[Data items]
· · · · ·

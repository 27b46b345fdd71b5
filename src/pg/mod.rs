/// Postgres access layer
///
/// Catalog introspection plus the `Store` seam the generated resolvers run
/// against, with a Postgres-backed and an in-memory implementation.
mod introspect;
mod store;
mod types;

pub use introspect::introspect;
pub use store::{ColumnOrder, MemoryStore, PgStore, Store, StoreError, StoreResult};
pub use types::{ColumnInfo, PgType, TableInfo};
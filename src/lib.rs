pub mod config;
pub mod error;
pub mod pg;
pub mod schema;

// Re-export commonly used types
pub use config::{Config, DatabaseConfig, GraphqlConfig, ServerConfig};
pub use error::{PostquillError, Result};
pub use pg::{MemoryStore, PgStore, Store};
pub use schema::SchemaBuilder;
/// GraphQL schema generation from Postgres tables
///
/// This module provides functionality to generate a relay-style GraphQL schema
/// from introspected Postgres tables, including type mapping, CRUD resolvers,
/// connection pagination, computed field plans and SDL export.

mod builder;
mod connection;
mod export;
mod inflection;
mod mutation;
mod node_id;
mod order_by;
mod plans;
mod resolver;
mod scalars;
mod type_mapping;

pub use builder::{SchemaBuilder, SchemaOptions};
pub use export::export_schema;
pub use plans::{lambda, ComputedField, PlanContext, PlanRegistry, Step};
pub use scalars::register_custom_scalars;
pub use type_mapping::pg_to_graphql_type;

· · · · ·

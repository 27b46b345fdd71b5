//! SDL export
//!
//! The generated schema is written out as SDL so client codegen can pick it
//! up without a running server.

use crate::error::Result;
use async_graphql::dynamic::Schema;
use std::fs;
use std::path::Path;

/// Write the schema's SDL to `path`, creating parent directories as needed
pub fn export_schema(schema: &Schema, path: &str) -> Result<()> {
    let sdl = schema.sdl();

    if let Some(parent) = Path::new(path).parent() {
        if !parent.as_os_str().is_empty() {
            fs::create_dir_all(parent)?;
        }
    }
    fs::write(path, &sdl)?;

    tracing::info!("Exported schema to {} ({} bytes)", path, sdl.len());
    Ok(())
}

· · · · ·

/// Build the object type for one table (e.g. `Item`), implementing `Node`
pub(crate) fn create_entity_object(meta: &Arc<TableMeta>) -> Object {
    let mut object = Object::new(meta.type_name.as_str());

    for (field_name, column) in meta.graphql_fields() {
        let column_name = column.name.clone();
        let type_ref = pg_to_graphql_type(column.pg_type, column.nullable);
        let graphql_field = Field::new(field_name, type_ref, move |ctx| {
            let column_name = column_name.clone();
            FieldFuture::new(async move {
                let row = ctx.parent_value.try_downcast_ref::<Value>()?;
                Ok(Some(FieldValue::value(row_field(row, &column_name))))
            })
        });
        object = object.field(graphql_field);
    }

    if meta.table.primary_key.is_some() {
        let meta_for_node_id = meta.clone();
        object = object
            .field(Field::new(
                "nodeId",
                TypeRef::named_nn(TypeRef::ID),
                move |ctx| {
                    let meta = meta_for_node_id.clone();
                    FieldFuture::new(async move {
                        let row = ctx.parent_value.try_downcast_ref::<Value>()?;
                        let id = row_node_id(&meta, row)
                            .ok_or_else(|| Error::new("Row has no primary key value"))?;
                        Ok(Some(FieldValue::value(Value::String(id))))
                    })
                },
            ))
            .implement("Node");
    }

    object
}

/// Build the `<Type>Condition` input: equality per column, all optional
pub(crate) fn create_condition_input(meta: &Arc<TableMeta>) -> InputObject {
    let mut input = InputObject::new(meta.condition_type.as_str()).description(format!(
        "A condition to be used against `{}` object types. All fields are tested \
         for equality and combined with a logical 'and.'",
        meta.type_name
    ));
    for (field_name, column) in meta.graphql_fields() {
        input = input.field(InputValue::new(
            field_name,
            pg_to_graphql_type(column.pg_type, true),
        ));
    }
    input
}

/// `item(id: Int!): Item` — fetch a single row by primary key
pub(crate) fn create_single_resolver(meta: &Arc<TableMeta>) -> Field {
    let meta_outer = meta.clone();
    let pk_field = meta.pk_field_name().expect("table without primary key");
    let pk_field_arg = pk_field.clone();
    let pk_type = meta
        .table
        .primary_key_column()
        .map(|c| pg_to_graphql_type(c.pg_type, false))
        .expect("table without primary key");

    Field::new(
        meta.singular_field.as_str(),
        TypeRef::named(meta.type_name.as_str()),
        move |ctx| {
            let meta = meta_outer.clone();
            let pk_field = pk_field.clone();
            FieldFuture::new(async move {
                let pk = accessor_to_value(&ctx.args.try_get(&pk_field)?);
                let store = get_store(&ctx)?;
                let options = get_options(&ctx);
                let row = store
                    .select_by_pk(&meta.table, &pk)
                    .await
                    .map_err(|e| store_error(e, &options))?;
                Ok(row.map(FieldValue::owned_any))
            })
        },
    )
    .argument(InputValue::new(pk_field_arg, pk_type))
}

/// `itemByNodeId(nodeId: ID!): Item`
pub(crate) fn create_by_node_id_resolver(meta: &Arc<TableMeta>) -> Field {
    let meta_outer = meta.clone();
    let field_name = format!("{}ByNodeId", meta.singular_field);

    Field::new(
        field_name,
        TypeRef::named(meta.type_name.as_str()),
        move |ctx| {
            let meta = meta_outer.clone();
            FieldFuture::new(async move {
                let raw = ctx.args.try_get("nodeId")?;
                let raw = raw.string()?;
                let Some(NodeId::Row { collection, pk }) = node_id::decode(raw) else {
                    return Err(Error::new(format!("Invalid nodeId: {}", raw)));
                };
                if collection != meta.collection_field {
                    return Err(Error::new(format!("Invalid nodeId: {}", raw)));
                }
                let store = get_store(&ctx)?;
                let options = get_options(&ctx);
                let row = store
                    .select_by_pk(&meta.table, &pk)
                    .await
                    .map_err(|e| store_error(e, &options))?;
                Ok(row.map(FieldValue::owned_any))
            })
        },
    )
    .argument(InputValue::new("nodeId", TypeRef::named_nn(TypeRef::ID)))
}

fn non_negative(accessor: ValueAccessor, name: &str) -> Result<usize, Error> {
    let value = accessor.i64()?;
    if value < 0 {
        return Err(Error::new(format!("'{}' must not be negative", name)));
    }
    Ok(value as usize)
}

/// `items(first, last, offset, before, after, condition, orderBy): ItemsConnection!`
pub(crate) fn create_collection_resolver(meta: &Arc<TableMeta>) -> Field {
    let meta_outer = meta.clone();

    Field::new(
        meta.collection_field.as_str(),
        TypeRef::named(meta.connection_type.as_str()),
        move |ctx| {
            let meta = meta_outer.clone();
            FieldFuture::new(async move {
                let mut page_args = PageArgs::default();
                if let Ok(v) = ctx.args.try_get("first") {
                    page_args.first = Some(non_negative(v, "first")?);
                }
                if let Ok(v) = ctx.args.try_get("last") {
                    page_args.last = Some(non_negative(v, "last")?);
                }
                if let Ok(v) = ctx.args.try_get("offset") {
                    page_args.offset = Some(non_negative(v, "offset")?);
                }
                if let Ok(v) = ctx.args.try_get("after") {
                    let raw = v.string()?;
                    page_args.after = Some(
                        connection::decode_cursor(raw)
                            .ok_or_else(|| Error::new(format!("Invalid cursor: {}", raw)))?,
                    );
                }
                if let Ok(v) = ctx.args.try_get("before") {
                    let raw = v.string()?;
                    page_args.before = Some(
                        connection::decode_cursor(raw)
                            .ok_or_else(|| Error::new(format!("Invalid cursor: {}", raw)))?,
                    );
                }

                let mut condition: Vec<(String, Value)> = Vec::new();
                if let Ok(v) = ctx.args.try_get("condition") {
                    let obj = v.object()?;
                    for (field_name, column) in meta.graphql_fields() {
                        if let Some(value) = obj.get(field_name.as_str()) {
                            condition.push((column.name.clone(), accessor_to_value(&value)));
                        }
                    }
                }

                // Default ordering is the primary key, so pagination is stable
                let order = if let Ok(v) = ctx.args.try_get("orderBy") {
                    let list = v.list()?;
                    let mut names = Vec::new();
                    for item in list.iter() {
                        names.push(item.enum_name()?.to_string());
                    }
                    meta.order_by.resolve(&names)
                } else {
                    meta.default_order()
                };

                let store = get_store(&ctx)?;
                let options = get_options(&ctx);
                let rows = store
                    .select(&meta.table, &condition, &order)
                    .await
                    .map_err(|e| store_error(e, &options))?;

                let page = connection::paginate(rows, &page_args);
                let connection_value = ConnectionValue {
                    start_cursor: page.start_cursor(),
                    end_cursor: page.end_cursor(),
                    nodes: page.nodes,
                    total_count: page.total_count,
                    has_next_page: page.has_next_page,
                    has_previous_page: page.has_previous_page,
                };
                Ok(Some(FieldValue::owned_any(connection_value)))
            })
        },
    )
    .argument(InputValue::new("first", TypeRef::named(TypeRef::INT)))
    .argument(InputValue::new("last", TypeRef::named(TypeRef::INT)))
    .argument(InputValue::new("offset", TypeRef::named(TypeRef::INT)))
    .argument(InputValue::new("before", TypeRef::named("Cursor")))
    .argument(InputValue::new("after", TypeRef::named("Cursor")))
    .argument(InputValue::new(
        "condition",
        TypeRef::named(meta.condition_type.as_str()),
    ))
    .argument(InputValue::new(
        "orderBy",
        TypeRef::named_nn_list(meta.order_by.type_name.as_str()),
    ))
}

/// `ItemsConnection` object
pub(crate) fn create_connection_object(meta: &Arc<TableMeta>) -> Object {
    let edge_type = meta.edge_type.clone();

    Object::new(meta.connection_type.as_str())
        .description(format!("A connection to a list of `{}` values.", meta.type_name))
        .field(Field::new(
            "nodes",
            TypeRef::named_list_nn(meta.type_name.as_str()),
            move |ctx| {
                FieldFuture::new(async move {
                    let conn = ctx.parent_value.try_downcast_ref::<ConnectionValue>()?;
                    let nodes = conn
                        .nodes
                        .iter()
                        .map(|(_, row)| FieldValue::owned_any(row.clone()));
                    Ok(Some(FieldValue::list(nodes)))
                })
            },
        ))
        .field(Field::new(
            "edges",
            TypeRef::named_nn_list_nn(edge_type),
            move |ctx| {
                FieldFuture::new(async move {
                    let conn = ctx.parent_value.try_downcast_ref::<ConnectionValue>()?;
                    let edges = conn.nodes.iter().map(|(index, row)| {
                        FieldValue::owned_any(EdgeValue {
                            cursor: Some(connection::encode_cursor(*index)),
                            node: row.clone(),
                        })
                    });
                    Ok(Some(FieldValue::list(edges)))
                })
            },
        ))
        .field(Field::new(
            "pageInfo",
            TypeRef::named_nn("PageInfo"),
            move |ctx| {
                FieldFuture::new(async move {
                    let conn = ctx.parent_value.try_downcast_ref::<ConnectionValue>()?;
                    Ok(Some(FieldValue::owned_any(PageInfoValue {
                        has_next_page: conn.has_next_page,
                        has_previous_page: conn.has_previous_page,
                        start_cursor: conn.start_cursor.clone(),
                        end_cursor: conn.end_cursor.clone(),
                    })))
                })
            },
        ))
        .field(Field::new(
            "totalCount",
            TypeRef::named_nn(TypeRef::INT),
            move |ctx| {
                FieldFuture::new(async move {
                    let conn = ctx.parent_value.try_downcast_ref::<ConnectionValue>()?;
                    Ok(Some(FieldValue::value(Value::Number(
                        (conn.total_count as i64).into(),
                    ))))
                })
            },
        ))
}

· · · · ·

WHAT YOU SHOULD DO:
Scan the data above for the word "first" and report every line where it is found.

EXERCISE RESULT:
/// `items(first, last, offset, before, after, condition, orderBy): ItemsConnection!`
                if let Ok(v) = ctx.args.try_get("first") {
                    page_args.first = Some(non_negative(v, "first")?);
    .argument(InputValue::new("first", TypeRef::named(TypeRef::INT)))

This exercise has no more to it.